Infine nell’ultimo racconto, che dà il titolo alla raccolta, il membro del partito Hans Gottfried Eberhardt, redattore culturale presso “Der Anzeiger”, decide quasi per scherzo di correggere gli errori grammaticali, trentatrè gravi errori stilistici e grammaticali, di un discorso del Fuhrer del quale doveva scrivere la trionfale introduzione, chiudendo così per sempre la seppur modesta carriera di giornalista. Per sei anni aveva scritto quello che voleva il regime e passato sotto silenzio ciò che al regime non piaceva. E ora invece il visto d’ingresso per lui e la sua famiglia per gli Stati Uniti diventa l’unica cosa importante.

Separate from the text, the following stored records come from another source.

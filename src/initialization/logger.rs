//! Logger initialization.
//!
//! This module provides functions to initialize the logger with custom formatting.

use std::io::Write;

use crate::config::LogFormat;
use crate::error_handling::InitializationError;
use colored::*;
use log::LevelFilter;

/// Initializes the logger with the specified level and format.
///
/// Configures `env_logger` with custom formatting. Supports both plain text
/// (with colors) and JSON formats. Output goes to stderr so that the status
/// line on stdout stays machine-readable.
///
/// The logger reads from the `RUST_LOG` environment variable by default, but
/// the provided `level` parameter will override it for this crate.
///
/// # Arguments
///
/// * `level` - Minimum log level to display (overrides `RUST_LOG` if set)
/// * `format` - Log format (Plain or Json)
///
/// # Errors
///
/// Returns `InitializationError::LoggerError` if a logger is already installed.
///
/// # Examples
///
/// ```bash
/// # Per-step diagnostics
/// cert_status -d example.com --debug
///
/// # Per-module filtering via RUST_LOG
/// RUST_LOG=cert_status=debug,rustls=trace cert_status -d example.com
/// ```
pub fn init_logger_with(level: LevelFilter, format: LogFormat) -> Result<(), InitializationError> {
    let mut builder = env_logger::Builder::from_default_env();

    builder.target(env_logger::Target::Stderr);
    builder.filter_level(LevelFilter::Warn);
    builder.filter_module("rustls", LevelFilter::Warn);
    // Truncated or malformed DNS answers are retried by the resolver itself
    builder.filter_module("trust_dns_proto", LevelFilter::Error);
    builder.filter_module("cert_status", level);

    match format {
        LogFormat::Json => {
            builder.format(|buf, record| {
                writeln!(
                    buf,
                    "{{\"ts\":{},\"level\":\"{}\",\"target\":\"{}\",\"msg\":{}}}",
                    chrono::Utc::now().timestamp_millis(),
                    record.level(),
                    record.target(),
                    serde_json::to_string(&record.args().to_string())
                        .unwrap_or_else(|_| "\"\"".into())
                )
            });
        }
        LogFormat::Plain => {
            builder.format(|buf, record| {
                let level = record.level();
                let colored_level = match level {
                    log::Level::Error => level.to_string().red(),
                    log::Level::Warn => level.to_string().yellow(),
                    log::Level::Info => level.to_string().green(),
                    log::Level::Debug => level.to_string().blue(),
                    log::Level::Trace => level.to_string().purple(),
                };

                writeln!(
                    buf,
                    "{} {} [{}] {}",
                    chrono::Local::now().format("%Y/%m/%d %H:%M:%S"),
                    record.target().cyan(),
                    colored_level,
                    record.args()
                )
            });
        }
    }

    // try_init() so a second initialization (tests) reports an error instead of panicking
    builder.try_init().map_err(InitializationError::from)?;

    Ok(())
}

/// Level for this crate's own messages: diagnostics only with `--debug`.
pub fn level_for(debug: bool) -> LevelFilter {
    if debug {
        LevelFilter::Debug
    } else {
        LevelFilter::Warn
    }
}
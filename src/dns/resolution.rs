//! Domain to address resolution.

use std::future::Future;
use std::net::IpAddr;

use trust_dns_resolver::TokioAsyncResolver;

use crate::error_handling::CheckError;

/// Resolves a domain to the addresses that must each be checked.
///
/// Implementations return addresses in the order the underlying mechanism
/// produced them. Any lookup failure is an error; an empty list without an
/// error is allowed and means there is nothing to connect to.
pub trait Resolve: Send + Sync + 'static {
    fn resolve(
        &self,
        domain: &str,
    ) -> impl Future<Output = Result<Vec<IpAddr>, CheckError>> + Send;
}

impl Resolve for TokioAsyncResolver {
    /// Looks up A and AAAA records for `domain`.
    ///
    /// # Errors
    ///
    /// Returns `CheckError::Resolution` on NXDOMAIN, an empty answer, a
    /// network error or a timeout.
    async fn resolve(&self, domain: &str) -> Result<Vec<IpAddr>, CheckError> {
        let response = self
            .lookup_ip(domain)
            .await
            .map_err(|e| CheckError::Resolution {
                domain: domain.to_string(),
                reason: e.to_string(),
            })?;
        Ok(response.iter().collect())
    }
}
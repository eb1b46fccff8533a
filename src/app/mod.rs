//! Main application modules.
//!
//! This module provides the input and output glue used by the binary:
//! reading the domain list and formatting the final report.

pub mod input;
pub mod report;

// Re-export public API
pub use input::{parse_domains, read_domains};
pub use report::{json_report, status_line};
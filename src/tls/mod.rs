//! TLS connections and certificate inspection.
//!
//! This module connects to port 443 of each resolved address and hands the
//! verified peer certificates to the inspector:
//! - [`Connect`]: the connection seam used by the domain checker
//! - [`TlsProbe`]: the `tokio-rustls` implementation, verifying against the
//!   `webpki-roots` trust anchors
//! - [`inspect_chains`] / [`reduce`]: remaining-validity classification
//!
//! Certificates are parsed with `x509-parser`.

mod extract;
mod inspect;

use std::future::Future;
use std::net::{IpAddr, SocketAddr};
use std::sync::Arc;
use std::time::Duration;

use log::debug;
use rustls::pki_types::ServerName;
use tokio::io::AsyncWriteExt;
use tokio::net::TcpStream;
use tokio_rustls::client::TlsStream;
use tokio_rustls::rustls::ClientConfig;
use tokio_rustls::TlsConnector;

use crate::config::{Config, HTTPS_PORT};
use crate::error_handling::CheckError;
use crate::models::CertificateChain;

use extract::parse_certificate;

pub use inspect::{classify, inspect_chains, reduce, LeafFinding};

/// Opens a verified TLS session to one address of a domain and returns the
/// certificate chains it presented.
///
/// Implementations must close the connection before the returned future
/// completes, whatever the outcome.
pub trait Connect: Send + Sync + 'static {
    fn fetch_chains(
        &self,
        domain: &str,
        addr: IpAddr,
    ) -> impl Future<Output = Result<Vec<CertificateChain>, CheckError>> + Send;
}

/// TLS client that checks `addr:443` with SNI set to the domain.
///
/// TCP connect plus handshake is bounded by the connection timeout; the
/// whole connect, extract and close sequence by the hard deadline.
#[derive(Clone)]
pub struct TlsProbe {
    connector: TlsConnector,
    connect_timeout: Duration,
    deadline: Duration,
}

impl TlsProbe {
    pub fn new(tls_config: Arc<ClientConfig>, config: &Config) -> Self {
        Self {
            connector: TlsConnector::from(tls_config),
            connect_timeout: config.connect_timeout,
            deadline: config.deadline(),
        }
    }

    async fn handshake(
        &self,
        server_name: ServerName<'static>,
        addr: IpAddr,
    ) -> Result<TlsStream<TcpStream>, CheckError> {
        let sock = TcpStream::connect(SocketAddr::new(addr, HTTPS_PORT))
            .await
            .map_err(|source| CheckError::Connect { addr, source })?;
        self.connector
            .connect(server_name, sock)
            .await
            .map_err(|source| CheckError::Handshake { addr, source })
    }

    async fn probe(
        &self,
        server_name: ServerName<'static>,
        addr: IpAddr,
    ) -> Result<Vec<CertificateChain>, CheckError> {
        let mut tls_stream =
            match tokio::time::timeout(self.connect_timeout, self.handshake(server_name, addr))
                .await
            {
                Ok(stream) => stream?,
                Err(_) => {
                    return Err(CheckError::ConnectTimeout {
                        addr,
                        timeout: self.connect_timeout,
                    })
                }
            };

        // rustls hands back the chain it verified, leaf first
        let chains = match tls_stream.get_ref().1.peer_certificates() {
            Some(certs) => certs
                .iter()
                .map(|der| parse_certificate(der.as_ref()))
                .collect::<Result<CertificateChain, _>>()
                .map(|chain| vec![chain])
                .map_err(|reason| CheckError::CertificateParse { addr, reason }),
            None => Ok(Vec::new()),
        };

        if let Err(e) = tls_stream.shutdown().await {
            debug!("TLS shutdown with {addr} failed: {e}");
        }

        chains
    }
}

impl Connect for TlsProbe {
    async fn fetch_chains(
        &self,
        domain: &str,
        addr: IpAddr,
    ) -> Result<Vec<CertificateChain>, CheckError> {
        let server_name =
            ServerName::try_from(domain.to_string()).map_err(|e| CheckError::InvalidServerName {
                domain: domain.to_string(),
                reason: e.to_string(),
            })?;

        match tokio::time::timeout(self.deadline, self.probe(server_name, addr)).await {
            Ok(result) => result,
            Err(_) => Err(CheckError::DeadlineExceeded {
                addr,
                deadline: self.deadline,
            }),
        }
    }
}
//! Fixed-size worker pool.
//!
//! Every domain is queued before the workers start and the queue is closed
//! right after, so each worker drains it and exits. Workers publish exactly
//! one result per domain they take.

use std::sync::Arc;

use log::debug;
use tokio::sync::mpsc::{self, UnboundedReceiver, UnboundedSender};
use tokio::sync::Mutex;
use tokio::task::JoinHandle;

use crate::diagnostics::{DiagnosticEvent, DiagnosticSink};
use crate::dns::Resolve;
use crate::models::CheckResult;
use crate::tls::Connect;

use super::task::DomainChecker;

type JobQueue = Arc<Mutex<UnboundedReceiver<String>>>;

/// Running workers and the queue their results arrive on.
pub struct WorkerPool {
    /// Number of domains queued; one result is due for each.
    pub expected: usize,
    /// Result queue, closed once every worker has exited.
    pub results: UnboundedReceiver<CheckResult>,
    /// Worker tasks, joined to surface panics.
    pub handles: Vec<JoinHandle<()>>,
}

/// Queues `domains` and starts `workers` tasks to check them.
///
/// Workers beyond the number of domains find the queue closed and exit
/// immediately. Must be called within a Tokio runtime.
pub fn spawn_workers<R: Resolve, C: Connect>(
    domains: Vec<String>,
    workers: usize,
    checker: Arc<DomainChecker<R, C>>,
    sink: Arc<dyn DiagnosticSink>,
) -> WorkerPool {
    let (job_tx, job_rx) = mpsc::unbounded_channel::<String>();
    let (result_tx, results) = mpsc::unbounded_channel::<CheckResult>();

    let mut expected = 0;
    for domain in domains {
        // job_rx is alive until the workers own it, so this cannot fail
        if job_tx.send(domain).is_err() {
            break;
        }
        expected += 1;
    }
    // Closing the queue is what lets idle workers terminate
    drop(job_tx);

    let jobs: JobQueue = Arc::new(Mutex::new(job_rx));
    let handles = (1..=workers)
        .map(|id| {
            tokio::spawn(worker(
                id,
                Arc::clone(&jobs),
                result_tx.clone(),
                Arc::clone(&checker),
                Arc::clone(&sink),
            ))
        })
        .collect();

    WorkerPool {
        expected,
        results,
        handles,
    }
}

async fn worker<R: Resolve, C: Connect>(
    id: usize,
    jobs: JobQueue,
    results: UnboundedSender<CheckResult>,
    checker: Arc<DomainChecker<R, C>>,
    sink: Arc<dyn DiagnosticSink>,
) {
    loop {
        let next = jobs.lock().await.recv().await;
        let Some(domain) = next else {
            break;
        };

        sink.record(DiagnosticEvent::WorkerStarted {
            worker: id,
            domain: domain.clone(),
        });
        let result = checker.check(&domain).await;
        let status = result.status;

        if results.send(result).is_err() {
            debug!("Worker {id}: result queue closed, stopping");
            break;
        }
        sink.record(DiagnosticEvent::WorkerFinished {
            worker: id,
            domain,
            status,
        });
    }
}
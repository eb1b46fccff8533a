//! TLS client configuration.

use std::sync::Arc;

use rustls::crypto::ring::default_provider;
use tokio_rustls::rustls::{ClientConfig, RootCertStore};

use crate::error_handling::InitializationError;

/// Builds the client configuration shared by every connection of a run.
///
/// Server certificates are verified against the Mozilla root program as
/// bundled by `webpki-roots`; handshakes with untrusted, mismatched or
/// expired chains fail. The `ring` provider is used explicitly so the
/// configuration does not depend on a process-wide default.
///
/// # Errors
///
/// Returns `InitializationError::TlsConfigError` if the provider supports
/// none of the default protocol versions.
pub fn init_tls_config() -> Result<Arc<ClientConfig>, InitializationError> {
    let mut root_store = RootCertStore::empty();
    root_store.extend(webpki_roots::TLS_SERVER_ROOTS.iter().cloned());

    let config = ClientConfig::builder_with_provider(Arc::new(default_provider()))
        .with_safe_default_protocol_versions()?
        .with_root_certificates(root_store)
        .with_no_client_auth();

    Ok(Arc::new(config))
}
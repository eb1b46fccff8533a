//! Run orchestration: fan domains out to the worker pool and fan the results
//! back in.

mod finalize;
mod pool;
mod task;

use std::sync::Arc;

use futures::future::join_all;
use log::info;

use crate::config::Config;
use crate::diagnostics::DiagnosticSink;
use crate::dns::Resolve;
use crate::error_handling::{ConfigError, RunError};
use crate::initialization::{init_resolver, init_tls_config};
use crate::tls::{Connect, TlsProbe};

pub use finalize::{collect_results, RunSummary};
pub use pool::{spawn_workers, WorkerPool};
pub use task::DomainChecker;

/// Checks the certificates of every domain and summarizes the outcome.
///
/// This is the main entry point for the library. It builds the system DNS
/// resolver and a TLS client trusting the `webpki-roots` anchors, then
/// checks the domains with `config.workers` concurrent workers.
///
/// # Arguments
///
/// * `config` - Thresholds, worker count and connection timeouts
/// * `domains` - Domains to check, one result is produced for each
/// * `sink` - Receives per-step diagnostic events
///
/// # Errors
///
/// This function will return an error if:
/// - The configuration is invalid (no workers, zero timeout)
/// - The TLS client cannot be initialized
/// - A worker dies before reporting all of its domains
///
/// Failures of individual domains are never errors; they make the domain
/// `Critical`.
///
/// # Example
///
/// ```no_run
/// use std::sync::Arc;
/// use cert_status::{run_check, Config, NoopSink};
///
/// # async fn example() -> Result<(), Box<dyn std::error::Error>> {
/// let domains = vec!["example.com".to_string()];
/// let summary = run_check(&Config::default(), domains, Arc::new(NoopSink)).await?;
/// std::process::exit(summary.exit_code());
/// # }
/// ```
pub async fn run_check(
    config: &Config,
    domains: Vec<String>,
    sink: Arc<dyn DiagnosticSink>,
) -> Result<RunSummary, RunError> {
    config.validate()?;

    let tls_config = init_tls_config()?;
    let checker = DomainChecker::new(
        init_resolver(),
        TlsProbe::new(tls_config, config),
        config.thresholds,
        Arc::clone(&sink),
    );

    run_with(Arc::new(checker), domains, config.workers, sink).await
}

/// Runs a check with the given domain checker.
///
/// Lets callers supply their own resolver and connector.
///
/// # Errors
///
/// Returns `RunError::Config` for a worker count of zero,
/// `RunError::WorkerPanicked` if a worker task panicked and
/// `RunError::MissingResults` if results went missing otherwise.
pub async fn run_with<R: Resolve, C: Connect>(
    checker: Arc<DomainChecker<R, C>>,
    domains: Vec<String>,
    workers: usize,
    sink: Arc<dyn DiagnosticSink>,
) -> Result<RunSummary, RunError> {
    if workers == 0 {
        return Err(ConfigError::NoWorkers.into());
    }

    let start_time = std::time::Instant::now();
    let WorkerPool {
        expected,
        mut results,
        handles,
    } = spawn_workers(domains, workers, checker, sink);

    let summary = collect_results(&mut results, expected).await;

    // A panicked worker explains missing results better than the count does
    for joined in join_all(handles).await {
        joined?;
    }
    let summary = summary?;

    info!(
        "Checked {} domain{} with {} worker{} in {:.1}s",
        expected,
        if expected == 1 { "" } else { "s" },
        workers,
        if workers == 1 { "" } else { "s" },
        start_time.elapsed().as_secs_f64()
    );
    Ok(summary)
}
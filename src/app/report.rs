//! Final report formatting.

use serde::Serialize;

use crate::run::RunSummary;
use crate::severity::Severity;

/// One-line, monitoring-plugin style status for a run.
///
/// Names the domains behind a Critical or Warning status.
pub fn status_line(summary: &RunSummary) -> String {
    match summary.overall() {
        Some(Severity::Critical) => format!("Critical - Problems: {}", list(&summary.critical)),
        Some(Severity::Warning) => format!("Warning - Problems: {}", list(&summary.warning)),
        Some(Severity::Ok) => "OK - All domains SSL good".to_string(),
        Some(Severity::Unknown) | None => "Unknown - No domains to check".to_string(),
    }
}

fn list(domains: &[String]) -> String {
    format!("[{}]", domains.join(", "))
}

#[derive(Serialize)]
struct JsonReport<'a> {
    overall: Option<Severity>,
    exit_code: i32,
    #[serde(flatten)]
    summary: &'a RunSummary,
}

/// The run summary as a JSON object, with the overall status and exit code.
pub fn json_report(summary: &RunSummary) -> serde_json::Result<String> {
    serde_json::to_string(&JsonReport {
        overall: summary.overall(),
        exit_code: summary.exit_code(),
        summary,
    })
}

#[cfg(test)]
mod tests {
    use super::*;

    fn summary(critical: &[&str], warning: &[&str], ok: &[&str]) -> RunSummary {
        let owned = |names: &[&str]| names.iter().map(|n| n.to_string()).collect();
        RunSummary {
            critical: owned(critical),
            warning: owned(warning),
            ok: owned(ok),
            unknown: Vec::new(),
        }
    }

    #[test]
    fn test_status_line_critical_lists_critical_domains() {
        let line = status_line(&summary(&["b.example", "c.example"], &["d.example"], &[]));
        assert_eq!(line, "Critical - Problems: [b.example, c.example]");
    }

    #[test]
    fn test_status_line_warning() {
        let line = status_line(&summary(&[], &["d.example"], &["a.example"]));
        assert_eq!(line, "Warning - Problems: [d.example]");
    }

    #[test]
    fn test_status_line_ok() {
        assert_eq!(
            status_line(&summary(&[], &[], &["a.example"])),
            "OK - All domains SSL good"
        );
    }

    #[test]
    fn test_status_line_empty_run() {
        assert_eq!(
            status_line(&RunSummary::default()),
            "Unknown - No domains to check"
        );
    }

    #[test]
    fn test_json_report_fields() {
        let json = json_report(&summary(&["b.example"], &[], &["a.example"])).unwrap();
        let value: serde_json::Value = serde_json::from_str(&json).unwrap();
        assert_eq!(value["overall"], "critical");
        assert_eq!(value["exit_code"], 2);
        assert_eq!(value["critical"][0], "b.example");
        assert_eq!(value["ok"][0], "a.example");
        assert_eq!(value["unknown"], serde_json::json!([]));
    }

    #[test]
    fn test_json_report_empty_run_has_null_overall() {
        let json = json_report(&RunSummary::default()).unwrap();
        let value: serde_json::Value = serde_json::from_str(&json).unwrap();
        assert!(value["overall"].is_null());
        assert_eq!(value["exit_code"], 3);
    }
}
impl AppState {
    fn new() -> Self {
        Self {
            applications: Vec::new(),
            selected: 0,
            scroll_offset: 0,
            status: None,
            form: None,
        }
    }

    fn current(&self) -> Option<&Application> {
        self.applications.get(self.selected)
    }

    /// Re-reads every row. Keeps the same application selected when it is still listed.
    fn refresh<S: ApplicationStore>(&mut self, tracker: &Tracker<S>) {
        let keep = self.current().map(|a| a.id);
        let listing = tracker.listing();
        self.applications = listing.applications;
        if let Some(err) = listing.error {
            self.status = Some(Status::Error(format!("Could not read applications: {}", err)));
        }
        self.selected = keep
            .and_then(|id| self.applications.iter().position(|a| a.id == id))
            .unwrap_or(0)
            .min(self.applications.len().saturating_sub(1));
    }

    fn next(&mut self) {
        if !self.applications.is_empty() && self.selected < self.applications.len() - 1 {
            self.selected += 1;
            self.scroll_offset = 0;
        }
    }

    fn prev(&mut self) {
        if self.selected > 0 {
            self.selected -= 1;
            self.scroll_offset = 0;
        }
    }

    fn scroll_down(&mut self) {
        self.scroll_offset = self.scroll_offset.saturating_add(3);
    }

    fn scroll_up(&mut self) {
        self.scroll_offset = self.scroll_offset.saturating_sub(3);
    }

    fn apply<S: ApplicationStore>(&mut self, tracker: &Tracker<S>, action: StageAction) {
        let Some(app) = self.current() else { return };
        let id = app.id;
        self.status = Some(match tracker.apply(id, action) {
            Ok(stage) => Status::Info(format!("#{} moved to {}", id, stage.label())),
            Err(e) => Status::Error(e.to_string()),
        });
        self.refresh(tracker);
    }

    fn submit<S: ApplicationStore>(&mut self, tracker: &Tracker<S>) {
        let Some(form) = &self.form else { return };
        let [title, url, company] = &form.fields;
        match tracker.submit(title, url, company) {
            Ok(id) => {
                info!(id, "added from board");
                self.status = Some(Status::Info(format!("Added application #{}", id)));
                self.form = None;
                self.refresh(tracker);
                if let Some(pos) = self.applications.iter().position(|a| a.id == id) {
                    self.selected = pos;
                }
            }
            Err(e) => self.status = Some(Status::Error(e.to_string())),
        }
    }

    /// Returns false when the board should close.
    fn handle_key<S: ApplicationStore>(&mut self, key: KeyEvent, tracker: &Tracker<S>) -> bool {
        if self.form.is_some() {
            self.handle_form_key(key, tracker);
            return true;
        }

        match key.code {
            KeyCode::Char('q') | KeyCode::Esc => return false,
            KeyCode::Down | KeyCode::Char('j') => self.next(),
            KeyCode::Up | KeyCode::Char('k') => self.prev(),
            KeyCode::Char('J') | KeyCode::PageDown => self.scroll_down(),
            KeyCode::Char('K') | KeyCode::PageUp => self.scroll_up(),
            KeyCode::Char('a') => {
                self.form = Some(AddForm::default());
                self.status = None;
            }
            KeyCode::Char('r') => {
                self.status = None;
                self.refresh(tracker);
            }
            KeyCode::Char('s') => self.apply(tracker, StageAction::MarkSent),
            KeyCode::Char('p') => self.apply(tracker, StageAction::StartProcess),
            KeyCode::Char('o') => self.apply(tracker, StageAction::ReceiveOffer),
            _ => {}
        }
        true
    }

    fn handle_form_key<S: ApplicationStore>(&mut self, key: KeyEvent, tracker: &Tracker<S>) {
        match key.code {
            KeyCode::Esc => self.form = None,
            KeyCode::Enter => self.submit(tracker),
            _ => {
                let Some(form) = self.form.as_mut() else { return };
                match key.code {
                    KeyCode::Tab | KeyCode::Down => form.next_field(),
                    KeyCode::BackTab | KeyCode::Up => form.prev_field(),
                    KeyCode::Backspace => {
                        form.fields[form.focus].pop();
                    }
                    KeyCode::Char(c) if !key.modifiers.contains(KeyModifiers::CONTROL) => {
                        form.fields[form.focus].push(c);
                    }
                    _ => {}
                }
            }
        }
    }
}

Erika Mann (Monaco di Baviera, 1905 – Zurigo 1969), saggista, performer, scrittrice e giornalista, figlia primogenita di Thomas Mann e Katja Pringsheim, abbandona la Germania del Terzo Reich nel 1933 assieme al fratello Klaus, scegliendo la via dell’esilio che la porterà in Svizzera, Inghilterra e Stati Uniti. Corrispondente per radio e giornali inglesi e americani, autrice di fortunati libri per l’infanzia, reporter di guerra, conferenziera di successo, curatrice del lascito letterario del padre e del fratello, Erika Mann attraversa anni cruciali all’insegna di un instancabile impegno intellettuale. Tra le pubblicazioni in italiano, Caro Mago. Lettere e risposte 1922-1969 (il Saggiatore 1990), che raccoglie la corrispondenza con il padre.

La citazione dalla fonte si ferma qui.